-- WHAT THE TASK ASKS --
Within the data below, find the string "change" and return each line where it occurs.

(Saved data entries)
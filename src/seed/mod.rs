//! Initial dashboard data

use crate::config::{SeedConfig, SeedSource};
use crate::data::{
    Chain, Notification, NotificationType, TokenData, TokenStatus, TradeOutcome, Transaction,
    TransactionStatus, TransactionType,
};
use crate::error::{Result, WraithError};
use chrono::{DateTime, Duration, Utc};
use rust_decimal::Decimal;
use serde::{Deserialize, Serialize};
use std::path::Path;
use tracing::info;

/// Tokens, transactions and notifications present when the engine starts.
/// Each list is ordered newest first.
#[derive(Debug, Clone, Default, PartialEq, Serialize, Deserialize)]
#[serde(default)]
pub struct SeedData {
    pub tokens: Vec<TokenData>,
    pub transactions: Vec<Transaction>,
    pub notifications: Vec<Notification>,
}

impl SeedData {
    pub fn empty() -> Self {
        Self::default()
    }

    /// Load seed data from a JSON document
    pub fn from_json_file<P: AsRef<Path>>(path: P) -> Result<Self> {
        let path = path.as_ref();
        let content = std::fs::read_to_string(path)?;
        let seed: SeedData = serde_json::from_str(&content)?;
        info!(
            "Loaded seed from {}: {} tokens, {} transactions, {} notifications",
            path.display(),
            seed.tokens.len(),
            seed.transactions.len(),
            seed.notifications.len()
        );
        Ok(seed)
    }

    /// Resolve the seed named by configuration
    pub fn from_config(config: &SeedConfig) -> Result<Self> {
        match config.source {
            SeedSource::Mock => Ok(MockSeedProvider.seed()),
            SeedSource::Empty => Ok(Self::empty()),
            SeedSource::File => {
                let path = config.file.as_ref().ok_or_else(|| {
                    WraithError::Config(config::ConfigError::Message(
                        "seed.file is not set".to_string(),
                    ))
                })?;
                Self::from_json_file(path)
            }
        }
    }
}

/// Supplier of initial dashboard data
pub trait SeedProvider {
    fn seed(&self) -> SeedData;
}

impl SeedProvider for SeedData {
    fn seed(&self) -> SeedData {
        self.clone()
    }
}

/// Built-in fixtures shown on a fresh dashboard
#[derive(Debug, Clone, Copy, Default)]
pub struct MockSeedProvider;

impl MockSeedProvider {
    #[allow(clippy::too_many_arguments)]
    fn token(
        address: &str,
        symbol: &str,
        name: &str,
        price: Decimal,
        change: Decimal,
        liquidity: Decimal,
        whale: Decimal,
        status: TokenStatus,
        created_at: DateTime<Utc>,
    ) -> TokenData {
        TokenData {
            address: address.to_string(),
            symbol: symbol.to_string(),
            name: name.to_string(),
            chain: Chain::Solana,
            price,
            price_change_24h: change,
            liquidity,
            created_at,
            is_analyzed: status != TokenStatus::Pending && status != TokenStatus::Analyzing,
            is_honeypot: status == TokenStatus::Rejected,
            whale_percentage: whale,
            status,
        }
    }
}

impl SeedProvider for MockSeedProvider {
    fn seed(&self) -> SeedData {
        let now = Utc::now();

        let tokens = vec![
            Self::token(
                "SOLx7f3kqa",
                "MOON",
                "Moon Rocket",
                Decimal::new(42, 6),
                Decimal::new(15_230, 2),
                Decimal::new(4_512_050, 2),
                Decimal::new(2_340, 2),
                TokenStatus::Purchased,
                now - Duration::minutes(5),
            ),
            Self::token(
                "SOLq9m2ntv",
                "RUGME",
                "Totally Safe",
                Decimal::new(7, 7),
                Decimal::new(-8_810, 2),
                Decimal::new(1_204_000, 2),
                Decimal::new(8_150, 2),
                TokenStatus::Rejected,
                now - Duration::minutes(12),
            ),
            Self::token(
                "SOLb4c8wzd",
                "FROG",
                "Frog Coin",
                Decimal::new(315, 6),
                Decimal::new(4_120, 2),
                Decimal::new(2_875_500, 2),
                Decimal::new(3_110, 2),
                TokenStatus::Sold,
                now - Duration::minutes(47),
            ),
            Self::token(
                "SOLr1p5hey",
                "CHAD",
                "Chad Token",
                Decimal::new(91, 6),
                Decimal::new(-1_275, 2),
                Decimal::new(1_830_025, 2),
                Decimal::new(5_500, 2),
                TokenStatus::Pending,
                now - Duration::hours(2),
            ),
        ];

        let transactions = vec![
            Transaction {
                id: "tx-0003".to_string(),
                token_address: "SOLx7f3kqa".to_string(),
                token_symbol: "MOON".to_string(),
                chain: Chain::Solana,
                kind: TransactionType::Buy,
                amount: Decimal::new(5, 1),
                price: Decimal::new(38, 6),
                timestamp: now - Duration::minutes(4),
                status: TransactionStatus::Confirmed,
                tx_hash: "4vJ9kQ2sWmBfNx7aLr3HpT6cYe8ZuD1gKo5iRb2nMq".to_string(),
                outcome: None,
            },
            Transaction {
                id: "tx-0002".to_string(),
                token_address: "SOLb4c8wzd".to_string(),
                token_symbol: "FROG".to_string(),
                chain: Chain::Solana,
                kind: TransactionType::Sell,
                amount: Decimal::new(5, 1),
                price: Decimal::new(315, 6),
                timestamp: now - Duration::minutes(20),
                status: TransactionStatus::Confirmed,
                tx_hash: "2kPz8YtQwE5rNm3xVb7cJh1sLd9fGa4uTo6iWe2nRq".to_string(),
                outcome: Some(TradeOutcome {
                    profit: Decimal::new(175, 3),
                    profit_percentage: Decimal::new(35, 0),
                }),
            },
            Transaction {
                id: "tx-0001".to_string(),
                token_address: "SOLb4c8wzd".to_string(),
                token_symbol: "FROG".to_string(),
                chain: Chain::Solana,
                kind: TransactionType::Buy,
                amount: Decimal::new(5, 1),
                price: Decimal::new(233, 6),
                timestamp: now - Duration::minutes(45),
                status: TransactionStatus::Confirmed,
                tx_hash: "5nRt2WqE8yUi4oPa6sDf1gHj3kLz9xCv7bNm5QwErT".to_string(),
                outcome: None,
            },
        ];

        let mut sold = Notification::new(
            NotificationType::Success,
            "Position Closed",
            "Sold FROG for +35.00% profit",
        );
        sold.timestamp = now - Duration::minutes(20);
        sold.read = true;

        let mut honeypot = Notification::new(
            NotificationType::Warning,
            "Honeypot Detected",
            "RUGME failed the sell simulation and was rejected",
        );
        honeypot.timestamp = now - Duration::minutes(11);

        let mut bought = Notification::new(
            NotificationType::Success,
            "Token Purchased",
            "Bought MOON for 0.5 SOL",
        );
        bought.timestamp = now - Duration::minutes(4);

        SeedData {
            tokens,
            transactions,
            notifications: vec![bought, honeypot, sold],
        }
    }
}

---

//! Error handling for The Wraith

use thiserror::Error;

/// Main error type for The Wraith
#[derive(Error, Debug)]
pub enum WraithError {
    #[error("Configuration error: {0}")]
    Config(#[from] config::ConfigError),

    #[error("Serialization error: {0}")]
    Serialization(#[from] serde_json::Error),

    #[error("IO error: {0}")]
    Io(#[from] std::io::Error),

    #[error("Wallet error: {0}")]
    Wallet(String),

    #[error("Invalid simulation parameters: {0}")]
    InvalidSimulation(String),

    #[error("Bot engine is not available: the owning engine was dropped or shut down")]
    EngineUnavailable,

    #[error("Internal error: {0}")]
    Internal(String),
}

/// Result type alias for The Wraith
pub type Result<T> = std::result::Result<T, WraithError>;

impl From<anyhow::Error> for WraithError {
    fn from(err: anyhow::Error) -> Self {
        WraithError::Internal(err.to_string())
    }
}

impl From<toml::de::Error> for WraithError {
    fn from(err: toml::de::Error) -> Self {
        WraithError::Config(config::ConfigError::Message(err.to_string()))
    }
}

-- OUTPUT FOR THIS EXERCISE --
        change: Decimal,
            price_change_24h: change,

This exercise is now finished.